Because the thing is, although I bitch all the time, I never set out intending to bitch. I never say to myself, “What a gorgeous gift of a day. I think I’ll go find something to bitch about.” Lord knows if finding something to bitch about was the goal of each day, my ambition would be easily fulfilled. Every day I pass some place I can’t get into. Each day would be as challenging as playing tic-tac-toe.

So if I stopped to bitch about every little thing that deserves to be bitched about, I might not ever make it off my block. And fruitful bitching, beyond the token bitching that we all do at some point to some poor powerless boob on the front lines of customer service, requires investing a lot of time and energy. Like for instance, the last time I went to the convenient store downstairs, the aisles were so crowded with cardboard pop-up displays that I couldn’t fit through without knocking a bunch of shit over. I bitched to the clerk, who shrugged. I demanded contact info for the manager, which the clerk wrote down and handed to me. But did I ever follow up? Hell no! Who the hell’s got time?

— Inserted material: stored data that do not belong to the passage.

// Archivo: domain.rs
// Propósito: tipos de valor compartidos por todos los backends: el handle
// opaco de archivo (`FileId`) y la descripción de un archivo (`FileDescriptor`).
use chrono::{DateTime, Utc};
use serde::{Deserialize, Serialize};
use std::fmt;

/// Identificador opaco emitido por el almacén para un archivo o carpeta.
///
/// El llamador nunca interpreta su contenido: sólo lo guarda y lo devuelve en
/// operaciones posteriores.
#[derive(Debug, Clone, PartialEq, Eq, Hash, PartialOrd, Ord, Serialize, Deserialize)]
#[serde(transparent)]
pub struct FileId(String);

impl FileId {
    pub fn new(raw: impl Into<String>) -> Self {
        Self(raw.into())
    }

    pub fn as_str(&self) -> &str {
        &self.0
    }
}

impl fmt::Display for FileId {
    fn fmt(&self, f: &mut fmt::Formatter<'_>) -> fmt::Result {
        write!(f, "{}", self.0)
    }
}

impl From<&str> for FileId {
    fn from(s: &str) -> Self {
        Self(s.to_string())
    }
}

/// Descripción ligera de un hijo de una carpeta.
#[derive(Debug, Clone, PartialEq, Serialize, Deserialize)]
pub struct FileDescriptor {
    pub id: FileId,
    pub name: String,
    /// Carpeta contenedora, `None` para elementos en la raíz del almacén.
    pub parent: Option<FileId>,
    pub is_folder: bool,
    pub modified_at: DateTime<Utc>,
}

/// Nombre sin la extensión final (`erp_config.json` -> `erp_config`).
pub fn file_stem(name: &str) -> &str {
    match name.rsplit_once('.') {
        Some((stem, _)) if !stem.is_empty() => stem,
        _ => name,
    }
}
use std::fs::{self, File};
use std::io::{BufWriter, Write};
use std::path::Path;

use serde::Serialize;
use textgrid_events::{Event, EventTable};

pub const SCHEMA_VERSION: u32 = 1;

#[derive(Debug, Serialize)]
pub struct Meta {
    pub generated_at: String,
    pub silence_marker: String,
    pub file_count: usize,
}

#[derive(Debug, Serialize)]
pub struct FileEvents {
    pub path: String,
    pub events: EventTable,
}

#[derive(Debug, Serialize)]
pub struct FileFailure {
    pub path: String,
    pub error: String,
}

#[derive(Debug, Serialize)]
pub struct EventReport {
    pub schema_version: u32,
    pub meta: Meta,
    pub files: Vec<FileEvents>,
    pub failures: Vec<FileFailure>,
}

#[derive(Serialize)]
struct EventLine<'a> {
    path: &'a str,
    #[serde(flatten)]
    event: &'a Event,
}

pub fn write_report(path: &Path, report: &EventReport) -> Result<(), String> {
    ensure_parent_directory(path)?;
    let mut file = File::create(path)
        .map_err(|err| format!("Failed to create report file '{}': {err}", path.display()))?;
    serde_json::to_writer_pretty(&mut file, report).map_err(|err| {
        format!(
            "Failed to serialize report JSON '{}': {err}",
            path.display()
        )
    })?;
    file.write_all(b"\n")
        .map_err(|err| format!("Failed to finalize report file '{}': {err}", path.display()))
}

/// One event per line, each tagged with the TextGrid it came from.
pub struct JsonlEventWriter {
    writer: BufWriter<File>,
    lines: usize,
}

impl JsonlEventWriter {
    pub fn create(path: &Path) -> Result<Self, String> {
        ensure_parent_directory(path)?;
        let file = File::create(path)
            .map_err(|err| format!("Failed to create JSONL file '{}': {err}", path.display()))?;
        Ok(Self {
            writer: BufWriter::new(file),
            lines: 0,
        })
    }

    pub fn append(&mut self, source: &str, events: &EventTable) -> Result<(), String> {
        for event in events {
            let line = EventLine {
                path: source,
                event,
            };
            serde_json::to_writer(&mut self.writer, &line).map_err(|err| {
                format!("Failed to serialize event JSONL record for '{source}': {err}")
            })?;
            self.writer
                .write_all(b"\n")
                .map_err(|err| format!("Failed to write JSONL record for '{source}': {err}"))?;
            self.lines += 1;
        }
        Ok(())
    }

    /// Flushes and returns the number of lines written.
    pub fn finish(mut self) -> Result<usize, String> {
        self.writer
            .flush()
            .map_err(|err| format!("Failed finalizing event JSONL writer: {err}"))?;
        Ok(self.lines)
    }
}

fn ensure_parent_directory(path: &Path) -> Result<(), String> {
    match path.parent() {
        Some(parent) if !parent.as_os_str().is_empty() => {
            fs::create_dir_all(parent).map_err(|err| {
                format!(
                    "Failed to create output directory '{}': {err}",
                    parent.display()
                )
            })
        }
        _ => Ok(()),
    }
}
use std::path::Path;

use crate::config::TierRoles;
use crate::error::{AlignmentError, PipelineError, TextGridError};
use crate::grid::parse_textgrid;
use crate::pipeline::traits::{LabelFilter, SentenceSegmenter};
use crate::transcript::{align_transcript, select_tiers};
use crate::types::{EventTable, TextGrid};

/// Parses TextGrids and turns their phoneme and word tiers into event tables.
pub struct EventPipeline {
    tier_roles: TierRoles,
    segmenter: Box<dyn SentenceSegmenter>,
    label_filter: Box<dyn LabelFilter>,
}

pub(crate) struct EventPipelineParts {
    pub tier_roles: TierRoles,
    pub segmenter: Box<dyn SentenceSegmenter>,
    pub label_filter: Box<dyn LabelFilter>,
}

impl EventPipeline {
    pub(crate) fn from_parts(parts: EventPipelineParts) -> Self {
        Self {
            tier_roles: parts.tier_roles,
            segmenter: parts.segmenter,
            label_filter: parts.label_filter,
        }
    }

    pub fn parse_and_align(&self, path: impl AsRef<Path>) -> Result<EventTable, PipelineError> {
        let path = path.as_ref();
        let text = std::fs::read_to_string(path)
            .map_err(|e| PipelineError::io("read TextGrid", path, e))?;
        self.align_text(&text).map_err(|e| e.at(path))
    }

    pub fn align_text(&self, text: &str) -> Result<EventTable, TextGridError> {
        let grid = parse_textgrid(text)?;
        Ok(self.align_grid(&grid)?)
    }

    pub fn align_grid(&self, grid: &TextGrid) -> Result<EventTable, AlignmentError> {
        let (phonemes, words) = select_tiers(grid, &self.tier_roles)?;
        let sentences = self.segmenter.segment(words)?;
        tracing::debug!(
            phoneme_tier = %phonemes.name,
            word_tier = %words.name,
            sentences = sentences.len(),
            "pipeline: segmented word tier"
        );
        align_transcript(phonemes, words, &sentences, |label| {
            self.label_filter.is_stop_label(label)
        })
    }
}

If I bitched every single time I should, I’d be super stressed out all the time. But when I don’t bitch every single time I should, I’m still super stressed out. Because I know that if I don’t bitch, when someone in the future bitches, the person they’re bitching to may well say, “Nobody ever complained before.” And I fucking hate when that happens to me. Like for instance again, I went to this lefty political event a this bar that hosts a lot of lefty political events. I heard this venue had two whopper steps on the entrance so I called but they told me don’t worry, there’s a ramp they put down and wheelchair cripples roll right in all the time.

But when I showed up the ramp was just two planks that were way too short so it was steep as hell. How any cripple got up that ramp without popping a vicious wheelie and wiping out was a mystery to me. So I bitched. And the owner of the venue said, “We’ve been doing this for 18 years. Nobody ever complained before.”

That’s what I mean. That’s why I feel an obligation to bitch. Sooner or later, somebody’s gotta do it.